(Beginning of DATA RECORDS)

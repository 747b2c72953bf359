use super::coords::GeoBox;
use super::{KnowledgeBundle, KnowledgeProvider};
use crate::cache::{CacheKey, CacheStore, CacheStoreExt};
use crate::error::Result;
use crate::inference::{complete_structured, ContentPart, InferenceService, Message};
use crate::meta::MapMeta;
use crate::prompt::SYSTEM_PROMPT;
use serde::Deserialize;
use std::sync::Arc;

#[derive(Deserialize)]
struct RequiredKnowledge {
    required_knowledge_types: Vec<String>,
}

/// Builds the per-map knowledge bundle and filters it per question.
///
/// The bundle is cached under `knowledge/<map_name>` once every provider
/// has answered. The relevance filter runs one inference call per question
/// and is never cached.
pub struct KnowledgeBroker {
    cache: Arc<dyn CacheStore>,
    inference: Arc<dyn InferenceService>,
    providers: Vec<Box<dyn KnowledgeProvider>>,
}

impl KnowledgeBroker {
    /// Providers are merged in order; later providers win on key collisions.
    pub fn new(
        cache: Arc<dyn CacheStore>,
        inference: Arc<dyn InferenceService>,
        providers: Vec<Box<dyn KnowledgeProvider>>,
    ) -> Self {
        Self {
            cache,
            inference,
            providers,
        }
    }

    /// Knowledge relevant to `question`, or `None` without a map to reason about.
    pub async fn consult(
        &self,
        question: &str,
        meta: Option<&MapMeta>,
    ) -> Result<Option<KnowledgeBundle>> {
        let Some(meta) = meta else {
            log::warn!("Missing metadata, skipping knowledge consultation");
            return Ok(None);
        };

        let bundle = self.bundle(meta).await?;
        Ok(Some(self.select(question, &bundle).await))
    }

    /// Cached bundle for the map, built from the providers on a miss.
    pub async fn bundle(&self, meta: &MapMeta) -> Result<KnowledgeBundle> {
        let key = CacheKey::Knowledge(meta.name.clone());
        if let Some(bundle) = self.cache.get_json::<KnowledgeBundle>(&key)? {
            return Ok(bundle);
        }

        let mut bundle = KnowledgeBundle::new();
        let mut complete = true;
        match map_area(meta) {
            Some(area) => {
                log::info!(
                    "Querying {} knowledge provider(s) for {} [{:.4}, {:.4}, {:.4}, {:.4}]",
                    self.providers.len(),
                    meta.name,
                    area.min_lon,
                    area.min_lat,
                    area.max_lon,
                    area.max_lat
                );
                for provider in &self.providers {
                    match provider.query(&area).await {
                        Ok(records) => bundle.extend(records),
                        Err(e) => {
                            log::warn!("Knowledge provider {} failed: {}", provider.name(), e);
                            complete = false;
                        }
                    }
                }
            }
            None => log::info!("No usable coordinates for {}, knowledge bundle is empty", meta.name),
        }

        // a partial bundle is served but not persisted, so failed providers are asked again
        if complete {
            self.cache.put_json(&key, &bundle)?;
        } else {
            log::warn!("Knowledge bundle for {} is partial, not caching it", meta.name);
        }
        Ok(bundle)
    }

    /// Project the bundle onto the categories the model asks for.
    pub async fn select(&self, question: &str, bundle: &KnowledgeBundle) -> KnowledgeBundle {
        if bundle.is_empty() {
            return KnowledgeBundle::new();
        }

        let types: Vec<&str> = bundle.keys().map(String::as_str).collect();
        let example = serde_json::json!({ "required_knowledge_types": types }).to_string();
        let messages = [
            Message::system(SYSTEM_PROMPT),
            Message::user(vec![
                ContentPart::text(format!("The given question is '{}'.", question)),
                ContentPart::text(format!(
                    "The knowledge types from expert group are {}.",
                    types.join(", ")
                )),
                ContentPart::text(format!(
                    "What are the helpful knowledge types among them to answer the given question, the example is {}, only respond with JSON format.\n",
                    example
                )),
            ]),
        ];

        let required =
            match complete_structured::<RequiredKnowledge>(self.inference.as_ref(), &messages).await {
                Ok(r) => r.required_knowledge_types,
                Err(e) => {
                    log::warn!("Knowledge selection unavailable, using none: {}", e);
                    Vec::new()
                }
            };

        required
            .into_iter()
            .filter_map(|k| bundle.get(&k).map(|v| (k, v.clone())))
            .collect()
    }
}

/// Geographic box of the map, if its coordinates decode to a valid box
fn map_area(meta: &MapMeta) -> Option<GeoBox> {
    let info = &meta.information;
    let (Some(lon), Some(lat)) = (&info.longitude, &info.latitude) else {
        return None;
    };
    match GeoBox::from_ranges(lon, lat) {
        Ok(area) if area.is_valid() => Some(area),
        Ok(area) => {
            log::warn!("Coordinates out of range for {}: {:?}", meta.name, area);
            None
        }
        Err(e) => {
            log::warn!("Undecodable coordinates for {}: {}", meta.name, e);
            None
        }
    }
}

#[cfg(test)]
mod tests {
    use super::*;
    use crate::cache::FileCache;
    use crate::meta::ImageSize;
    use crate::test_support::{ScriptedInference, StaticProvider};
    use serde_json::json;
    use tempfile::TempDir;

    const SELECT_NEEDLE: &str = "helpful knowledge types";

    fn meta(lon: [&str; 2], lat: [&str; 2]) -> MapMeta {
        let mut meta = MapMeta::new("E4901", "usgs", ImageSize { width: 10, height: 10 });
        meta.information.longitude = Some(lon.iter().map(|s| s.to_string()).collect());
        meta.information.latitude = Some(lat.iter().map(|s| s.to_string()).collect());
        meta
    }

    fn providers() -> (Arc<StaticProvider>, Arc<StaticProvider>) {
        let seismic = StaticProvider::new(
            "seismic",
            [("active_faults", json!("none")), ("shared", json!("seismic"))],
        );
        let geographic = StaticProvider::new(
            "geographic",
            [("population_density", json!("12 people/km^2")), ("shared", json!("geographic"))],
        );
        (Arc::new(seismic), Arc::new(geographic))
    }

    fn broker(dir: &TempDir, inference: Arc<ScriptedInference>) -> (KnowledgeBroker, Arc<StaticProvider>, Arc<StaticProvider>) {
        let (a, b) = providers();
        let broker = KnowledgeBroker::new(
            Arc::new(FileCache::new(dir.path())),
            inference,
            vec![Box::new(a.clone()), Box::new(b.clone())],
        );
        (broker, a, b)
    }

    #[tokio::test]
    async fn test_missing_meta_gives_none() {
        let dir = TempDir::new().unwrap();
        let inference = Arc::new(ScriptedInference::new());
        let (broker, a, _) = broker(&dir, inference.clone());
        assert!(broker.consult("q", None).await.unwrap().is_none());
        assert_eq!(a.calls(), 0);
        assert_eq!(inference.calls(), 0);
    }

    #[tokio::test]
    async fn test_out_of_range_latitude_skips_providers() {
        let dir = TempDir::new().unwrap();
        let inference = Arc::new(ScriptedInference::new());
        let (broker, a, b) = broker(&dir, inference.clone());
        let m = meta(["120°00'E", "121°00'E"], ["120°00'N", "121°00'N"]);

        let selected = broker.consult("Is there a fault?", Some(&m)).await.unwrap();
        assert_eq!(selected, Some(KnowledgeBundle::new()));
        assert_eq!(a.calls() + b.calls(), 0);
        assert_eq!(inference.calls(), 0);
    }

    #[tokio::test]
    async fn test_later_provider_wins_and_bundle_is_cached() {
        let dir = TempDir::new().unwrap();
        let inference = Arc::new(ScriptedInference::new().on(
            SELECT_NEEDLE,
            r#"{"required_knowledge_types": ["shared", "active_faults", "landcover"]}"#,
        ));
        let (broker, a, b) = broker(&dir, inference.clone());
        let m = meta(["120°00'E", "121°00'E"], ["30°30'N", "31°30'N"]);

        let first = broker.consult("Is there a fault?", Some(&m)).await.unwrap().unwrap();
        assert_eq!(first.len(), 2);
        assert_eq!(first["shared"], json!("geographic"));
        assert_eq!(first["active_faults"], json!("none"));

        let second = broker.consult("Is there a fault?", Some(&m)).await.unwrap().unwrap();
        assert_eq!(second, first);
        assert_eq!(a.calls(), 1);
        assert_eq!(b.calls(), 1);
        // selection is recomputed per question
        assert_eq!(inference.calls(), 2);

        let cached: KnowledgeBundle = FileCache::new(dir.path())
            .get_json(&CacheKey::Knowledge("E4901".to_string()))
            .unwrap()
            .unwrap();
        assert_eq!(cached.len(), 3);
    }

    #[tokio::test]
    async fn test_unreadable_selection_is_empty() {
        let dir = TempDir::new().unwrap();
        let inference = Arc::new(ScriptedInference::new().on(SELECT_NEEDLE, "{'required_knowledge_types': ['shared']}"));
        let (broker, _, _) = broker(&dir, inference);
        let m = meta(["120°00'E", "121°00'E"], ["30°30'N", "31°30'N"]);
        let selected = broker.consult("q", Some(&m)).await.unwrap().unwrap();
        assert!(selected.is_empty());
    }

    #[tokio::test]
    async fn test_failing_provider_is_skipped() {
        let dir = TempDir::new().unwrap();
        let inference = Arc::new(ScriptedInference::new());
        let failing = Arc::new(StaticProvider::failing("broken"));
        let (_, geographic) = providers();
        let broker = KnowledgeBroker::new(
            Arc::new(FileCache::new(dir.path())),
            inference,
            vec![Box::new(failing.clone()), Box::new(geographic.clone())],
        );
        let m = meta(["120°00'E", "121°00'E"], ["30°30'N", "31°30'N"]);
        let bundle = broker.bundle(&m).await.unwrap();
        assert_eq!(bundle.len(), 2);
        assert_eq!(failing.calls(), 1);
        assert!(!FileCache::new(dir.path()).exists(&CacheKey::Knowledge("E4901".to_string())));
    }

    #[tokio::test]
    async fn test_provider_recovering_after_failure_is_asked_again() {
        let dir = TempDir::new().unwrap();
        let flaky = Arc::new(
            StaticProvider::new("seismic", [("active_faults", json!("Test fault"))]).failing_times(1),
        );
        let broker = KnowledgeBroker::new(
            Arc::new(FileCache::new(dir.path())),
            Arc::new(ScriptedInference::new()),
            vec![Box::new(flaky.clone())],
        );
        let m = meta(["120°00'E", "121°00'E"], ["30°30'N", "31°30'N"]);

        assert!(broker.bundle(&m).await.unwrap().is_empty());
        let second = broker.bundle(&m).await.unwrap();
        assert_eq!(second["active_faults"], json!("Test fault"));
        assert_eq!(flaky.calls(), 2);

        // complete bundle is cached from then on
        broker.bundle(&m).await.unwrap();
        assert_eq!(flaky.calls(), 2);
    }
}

(End of DATA RECORDS)
(Beginning of DATA RECORDS)

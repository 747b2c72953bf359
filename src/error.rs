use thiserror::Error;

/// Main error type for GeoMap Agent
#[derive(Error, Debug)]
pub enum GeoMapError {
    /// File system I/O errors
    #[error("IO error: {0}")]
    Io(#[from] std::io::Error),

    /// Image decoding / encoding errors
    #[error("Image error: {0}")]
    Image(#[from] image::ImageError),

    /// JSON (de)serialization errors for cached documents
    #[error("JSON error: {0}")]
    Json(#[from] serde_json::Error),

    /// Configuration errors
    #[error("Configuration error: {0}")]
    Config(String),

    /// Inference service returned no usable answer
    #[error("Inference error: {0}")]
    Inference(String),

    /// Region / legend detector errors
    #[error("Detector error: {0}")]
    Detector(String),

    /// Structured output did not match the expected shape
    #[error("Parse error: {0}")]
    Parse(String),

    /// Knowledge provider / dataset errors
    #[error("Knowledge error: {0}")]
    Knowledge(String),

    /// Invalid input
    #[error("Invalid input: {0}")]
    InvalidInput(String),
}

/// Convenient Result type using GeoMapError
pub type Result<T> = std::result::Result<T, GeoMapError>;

(End of DATA RECORDS)
(Beginning of DATA RECORDS)

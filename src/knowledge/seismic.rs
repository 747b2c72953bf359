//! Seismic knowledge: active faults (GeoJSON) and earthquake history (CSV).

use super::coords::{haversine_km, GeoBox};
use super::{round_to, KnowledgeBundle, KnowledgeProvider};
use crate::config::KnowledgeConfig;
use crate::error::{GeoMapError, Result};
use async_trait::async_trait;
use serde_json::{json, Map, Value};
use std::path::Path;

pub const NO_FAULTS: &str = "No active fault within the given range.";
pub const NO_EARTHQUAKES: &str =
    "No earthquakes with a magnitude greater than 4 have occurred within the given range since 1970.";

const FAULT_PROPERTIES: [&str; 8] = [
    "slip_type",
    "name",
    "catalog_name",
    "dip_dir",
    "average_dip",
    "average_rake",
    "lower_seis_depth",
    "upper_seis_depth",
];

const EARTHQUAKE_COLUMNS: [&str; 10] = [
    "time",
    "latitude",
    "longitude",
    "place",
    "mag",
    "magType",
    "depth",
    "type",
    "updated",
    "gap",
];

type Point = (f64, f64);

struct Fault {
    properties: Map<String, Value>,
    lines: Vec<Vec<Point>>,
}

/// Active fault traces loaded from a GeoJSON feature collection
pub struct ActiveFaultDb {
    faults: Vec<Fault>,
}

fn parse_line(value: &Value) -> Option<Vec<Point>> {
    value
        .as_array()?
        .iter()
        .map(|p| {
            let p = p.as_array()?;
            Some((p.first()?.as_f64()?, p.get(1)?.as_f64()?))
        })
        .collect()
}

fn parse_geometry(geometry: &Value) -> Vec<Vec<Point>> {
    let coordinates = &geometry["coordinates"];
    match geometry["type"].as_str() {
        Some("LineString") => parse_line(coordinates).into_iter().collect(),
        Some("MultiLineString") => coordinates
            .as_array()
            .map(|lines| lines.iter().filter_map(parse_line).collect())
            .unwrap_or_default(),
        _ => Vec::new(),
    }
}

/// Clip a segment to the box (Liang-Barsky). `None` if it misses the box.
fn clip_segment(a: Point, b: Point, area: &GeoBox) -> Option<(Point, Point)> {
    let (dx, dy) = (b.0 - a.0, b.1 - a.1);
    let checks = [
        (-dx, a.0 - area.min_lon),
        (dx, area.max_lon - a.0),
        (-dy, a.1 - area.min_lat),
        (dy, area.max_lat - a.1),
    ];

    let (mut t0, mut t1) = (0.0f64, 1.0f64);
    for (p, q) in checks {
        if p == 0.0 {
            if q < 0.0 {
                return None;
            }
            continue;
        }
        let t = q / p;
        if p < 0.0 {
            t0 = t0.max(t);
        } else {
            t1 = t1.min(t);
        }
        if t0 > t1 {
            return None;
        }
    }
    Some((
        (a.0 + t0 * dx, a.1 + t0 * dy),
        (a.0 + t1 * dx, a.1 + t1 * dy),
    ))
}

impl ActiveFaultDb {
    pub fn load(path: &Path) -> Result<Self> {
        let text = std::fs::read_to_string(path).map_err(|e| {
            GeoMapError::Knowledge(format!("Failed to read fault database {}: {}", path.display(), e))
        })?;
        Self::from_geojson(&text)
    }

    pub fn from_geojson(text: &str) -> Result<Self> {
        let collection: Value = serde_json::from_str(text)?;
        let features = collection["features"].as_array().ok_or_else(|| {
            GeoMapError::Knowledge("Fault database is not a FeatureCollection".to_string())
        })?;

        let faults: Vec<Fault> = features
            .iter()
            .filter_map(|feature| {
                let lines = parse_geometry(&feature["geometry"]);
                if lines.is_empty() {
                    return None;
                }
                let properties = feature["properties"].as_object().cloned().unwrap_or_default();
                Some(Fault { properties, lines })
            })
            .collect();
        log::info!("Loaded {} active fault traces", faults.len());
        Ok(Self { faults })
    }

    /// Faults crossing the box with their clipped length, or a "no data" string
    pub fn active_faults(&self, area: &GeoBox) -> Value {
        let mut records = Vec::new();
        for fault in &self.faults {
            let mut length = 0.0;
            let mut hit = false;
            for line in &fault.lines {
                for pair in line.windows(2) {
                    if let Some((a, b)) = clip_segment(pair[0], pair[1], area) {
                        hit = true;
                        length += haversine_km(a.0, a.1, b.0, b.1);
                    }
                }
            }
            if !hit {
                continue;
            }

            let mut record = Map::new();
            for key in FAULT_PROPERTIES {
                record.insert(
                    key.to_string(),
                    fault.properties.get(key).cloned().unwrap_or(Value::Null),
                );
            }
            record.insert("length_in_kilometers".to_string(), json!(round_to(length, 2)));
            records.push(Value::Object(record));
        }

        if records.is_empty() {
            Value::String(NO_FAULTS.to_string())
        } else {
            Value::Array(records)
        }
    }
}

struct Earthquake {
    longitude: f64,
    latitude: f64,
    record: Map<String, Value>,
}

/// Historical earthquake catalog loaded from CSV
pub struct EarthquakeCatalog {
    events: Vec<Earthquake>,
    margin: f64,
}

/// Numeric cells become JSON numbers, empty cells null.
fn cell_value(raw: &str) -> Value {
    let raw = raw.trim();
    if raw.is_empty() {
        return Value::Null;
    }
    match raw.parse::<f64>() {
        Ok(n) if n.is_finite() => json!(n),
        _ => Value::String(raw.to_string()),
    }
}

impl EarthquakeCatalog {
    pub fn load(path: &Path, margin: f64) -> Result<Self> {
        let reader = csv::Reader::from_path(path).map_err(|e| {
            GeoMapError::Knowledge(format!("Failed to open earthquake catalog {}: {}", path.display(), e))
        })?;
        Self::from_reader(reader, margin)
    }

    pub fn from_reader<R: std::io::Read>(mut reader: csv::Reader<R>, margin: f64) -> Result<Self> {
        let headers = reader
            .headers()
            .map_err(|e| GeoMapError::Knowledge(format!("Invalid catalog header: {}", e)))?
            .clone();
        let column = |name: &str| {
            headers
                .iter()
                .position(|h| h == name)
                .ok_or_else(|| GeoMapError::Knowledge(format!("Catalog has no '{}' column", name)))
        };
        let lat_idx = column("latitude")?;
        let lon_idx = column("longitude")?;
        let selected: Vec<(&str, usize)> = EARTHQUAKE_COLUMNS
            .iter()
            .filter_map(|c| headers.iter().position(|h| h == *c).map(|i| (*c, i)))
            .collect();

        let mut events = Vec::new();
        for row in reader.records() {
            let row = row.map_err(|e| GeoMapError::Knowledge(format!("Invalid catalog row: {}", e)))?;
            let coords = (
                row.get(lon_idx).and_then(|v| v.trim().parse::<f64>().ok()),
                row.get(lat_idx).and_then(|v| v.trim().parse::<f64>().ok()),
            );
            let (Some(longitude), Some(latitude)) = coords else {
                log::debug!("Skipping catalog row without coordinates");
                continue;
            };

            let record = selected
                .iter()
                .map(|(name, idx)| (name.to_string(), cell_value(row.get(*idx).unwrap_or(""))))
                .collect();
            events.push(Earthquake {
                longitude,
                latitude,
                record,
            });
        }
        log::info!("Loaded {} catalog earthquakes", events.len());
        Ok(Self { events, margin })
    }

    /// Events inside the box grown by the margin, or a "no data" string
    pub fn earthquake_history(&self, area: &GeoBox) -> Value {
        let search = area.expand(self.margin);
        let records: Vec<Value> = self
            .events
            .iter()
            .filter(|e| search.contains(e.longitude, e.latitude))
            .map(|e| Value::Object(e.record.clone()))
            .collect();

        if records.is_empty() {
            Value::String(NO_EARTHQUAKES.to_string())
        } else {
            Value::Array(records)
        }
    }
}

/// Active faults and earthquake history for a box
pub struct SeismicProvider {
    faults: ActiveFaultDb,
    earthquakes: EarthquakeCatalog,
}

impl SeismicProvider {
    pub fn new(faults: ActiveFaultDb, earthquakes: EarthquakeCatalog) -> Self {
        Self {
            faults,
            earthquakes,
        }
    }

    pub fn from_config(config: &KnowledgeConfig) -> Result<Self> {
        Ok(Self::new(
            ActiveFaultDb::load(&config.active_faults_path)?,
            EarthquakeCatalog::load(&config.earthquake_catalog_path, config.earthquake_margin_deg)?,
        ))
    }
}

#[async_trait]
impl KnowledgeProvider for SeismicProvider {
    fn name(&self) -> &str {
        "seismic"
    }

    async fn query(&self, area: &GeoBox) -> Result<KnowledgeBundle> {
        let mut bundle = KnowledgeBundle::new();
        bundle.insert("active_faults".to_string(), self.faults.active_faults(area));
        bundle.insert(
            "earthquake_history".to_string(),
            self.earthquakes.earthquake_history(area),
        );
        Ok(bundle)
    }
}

(End of DATA RECORDS)

- EXERCISE OBJECTIVE:
Determine the count of lines in the data above with the string "pair" in them, and give that count alone.

- TASK RESPONSE:
2